■ **Exercise objective**
Within the records that follow, count the lines containing the string "ValidatedJson". Reply only with the count.

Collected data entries
┌────────
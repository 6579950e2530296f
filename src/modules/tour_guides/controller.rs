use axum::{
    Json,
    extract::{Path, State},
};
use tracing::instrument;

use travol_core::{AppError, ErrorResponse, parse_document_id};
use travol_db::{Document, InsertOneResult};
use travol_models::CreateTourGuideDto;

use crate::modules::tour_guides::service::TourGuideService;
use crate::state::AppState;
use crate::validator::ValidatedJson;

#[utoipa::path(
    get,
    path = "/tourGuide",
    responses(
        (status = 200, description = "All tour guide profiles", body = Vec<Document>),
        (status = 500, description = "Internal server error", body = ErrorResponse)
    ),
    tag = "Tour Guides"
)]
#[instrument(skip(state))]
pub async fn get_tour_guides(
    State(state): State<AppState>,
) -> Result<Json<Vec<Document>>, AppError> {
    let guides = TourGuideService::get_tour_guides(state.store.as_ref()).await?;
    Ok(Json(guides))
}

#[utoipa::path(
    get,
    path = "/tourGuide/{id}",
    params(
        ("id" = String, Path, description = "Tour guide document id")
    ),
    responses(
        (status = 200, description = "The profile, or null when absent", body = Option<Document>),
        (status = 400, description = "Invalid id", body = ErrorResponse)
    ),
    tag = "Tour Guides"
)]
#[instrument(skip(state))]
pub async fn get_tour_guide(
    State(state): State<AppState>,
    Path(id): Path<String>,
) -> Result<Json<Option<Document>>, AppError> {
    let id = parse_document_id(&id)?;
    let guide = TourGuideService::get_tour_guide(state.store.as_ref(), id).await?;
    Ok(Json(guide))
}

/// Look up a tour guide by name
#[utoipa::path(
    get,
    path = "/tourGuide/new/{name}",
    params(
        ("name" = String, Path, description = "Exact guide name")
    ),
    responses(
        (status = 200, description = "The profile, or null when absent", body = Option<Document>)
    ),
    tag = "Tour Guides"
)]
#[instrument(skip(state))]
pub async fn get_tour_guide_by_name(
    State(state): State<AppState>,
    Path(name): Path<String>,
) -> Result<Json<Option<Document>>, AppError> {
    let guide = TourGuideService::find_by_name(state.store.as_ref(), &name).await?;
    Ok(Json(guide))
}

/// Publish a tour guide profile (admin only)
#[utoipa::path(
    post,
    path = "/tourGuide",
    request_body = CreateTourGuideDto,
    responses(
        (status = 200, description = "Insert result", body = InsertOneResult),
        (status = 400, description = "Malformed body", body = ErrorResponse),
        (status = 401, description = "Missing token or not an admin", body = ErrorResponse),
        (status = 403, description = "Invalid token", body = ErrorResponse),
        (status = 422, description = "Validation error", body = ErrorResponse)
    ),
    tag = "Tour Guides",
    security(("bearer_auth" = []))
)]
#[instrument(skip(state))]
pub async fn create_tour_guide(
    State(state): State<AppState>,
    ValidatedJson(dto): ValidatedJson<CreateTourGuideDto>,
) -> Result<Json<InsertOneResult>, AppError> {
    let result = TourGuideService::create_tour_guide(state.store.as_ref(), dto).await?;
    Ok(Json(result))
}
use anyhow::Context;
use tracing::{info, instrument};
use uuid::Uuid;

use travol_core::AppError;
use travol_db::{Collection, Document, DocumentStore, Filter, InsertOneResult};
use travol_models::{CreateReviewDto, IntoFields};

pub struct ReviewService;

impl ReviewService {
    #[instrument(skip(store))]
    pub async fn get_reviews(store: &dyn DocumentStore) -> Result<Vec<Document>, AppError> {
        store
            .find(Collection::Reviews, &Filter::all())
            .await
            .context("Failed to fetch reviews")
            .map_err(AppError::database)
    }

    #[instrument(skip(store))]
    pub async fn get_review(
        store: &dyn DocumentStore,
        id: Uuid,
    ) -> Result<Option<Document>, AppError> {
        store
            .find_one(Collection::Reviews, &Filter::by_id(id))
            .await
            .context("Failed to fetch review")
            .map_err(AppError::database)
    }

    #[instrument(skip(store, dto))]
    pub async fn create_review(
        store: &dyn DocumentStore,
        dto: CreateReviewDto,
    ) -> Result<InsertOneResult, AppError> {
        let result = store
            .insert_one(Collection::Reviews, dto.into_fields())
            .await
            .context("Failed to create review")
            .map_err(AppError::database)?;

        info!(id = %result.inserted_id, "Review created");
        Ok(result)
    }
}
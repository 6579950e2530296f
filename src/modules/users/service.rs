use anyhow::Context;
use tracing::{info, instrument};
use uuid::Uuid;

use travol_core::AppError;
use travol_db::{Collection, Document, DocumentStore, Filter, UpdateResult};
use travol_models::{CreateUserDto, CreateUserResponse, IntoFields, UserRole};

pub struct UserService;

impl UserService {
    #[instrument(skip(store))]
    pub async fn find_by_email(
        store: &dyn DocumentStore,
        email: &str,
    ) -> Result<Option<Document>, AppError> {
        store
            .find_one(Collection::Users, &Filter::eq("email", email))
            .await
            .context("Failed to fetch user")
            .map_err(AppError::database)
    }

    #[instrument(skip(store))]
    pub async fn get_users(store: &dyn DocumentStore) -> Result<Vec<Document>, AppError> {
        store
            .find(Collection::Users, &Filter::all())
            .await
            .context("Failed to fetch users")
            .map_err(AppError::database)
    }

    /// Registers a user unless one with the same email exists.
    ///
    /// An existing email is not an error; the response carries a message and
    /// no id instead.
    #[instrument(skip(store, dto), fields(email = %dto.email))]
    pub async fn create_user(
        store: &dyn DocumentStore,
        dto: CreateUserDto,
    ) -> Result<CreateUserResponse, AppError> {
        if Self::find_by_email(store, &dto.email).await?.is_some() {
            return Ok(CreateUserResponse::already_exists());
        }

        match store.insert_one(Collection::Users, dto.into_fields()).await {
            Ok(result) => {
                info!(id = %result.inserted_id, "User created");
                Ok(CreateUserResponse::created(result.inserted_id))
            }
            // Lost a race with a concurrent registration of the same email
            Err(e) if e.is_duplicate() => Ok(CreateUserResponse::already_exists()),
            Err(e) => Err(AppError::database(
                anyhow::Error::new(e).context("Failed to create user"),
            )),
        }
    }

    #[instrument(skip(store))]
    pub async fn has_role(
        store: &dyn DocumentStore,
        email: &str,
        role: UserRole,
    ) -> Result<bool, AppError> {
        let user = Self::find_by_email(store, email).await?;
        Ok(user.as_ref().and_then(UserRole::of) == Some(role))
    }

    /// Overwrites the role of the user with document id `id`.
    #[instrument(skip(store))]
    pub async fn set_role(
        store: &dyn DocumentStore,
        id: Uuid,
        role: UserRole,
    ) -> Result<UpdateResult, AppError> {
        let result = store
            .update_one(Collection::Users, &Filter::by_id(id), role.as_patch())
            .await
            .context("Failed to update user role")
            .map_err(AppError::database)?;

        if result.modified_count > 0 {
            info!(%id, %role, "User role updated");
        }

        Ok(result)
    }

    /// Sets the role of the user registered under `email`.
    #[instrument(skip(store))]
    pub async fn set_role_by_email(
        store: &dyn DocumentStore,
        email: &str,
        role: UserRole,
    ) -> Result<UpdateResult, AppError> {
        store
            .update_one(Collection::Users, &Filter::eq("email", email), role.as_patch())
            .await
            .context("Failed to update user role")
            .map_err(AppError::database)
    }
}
└────────
■ **Written response**
2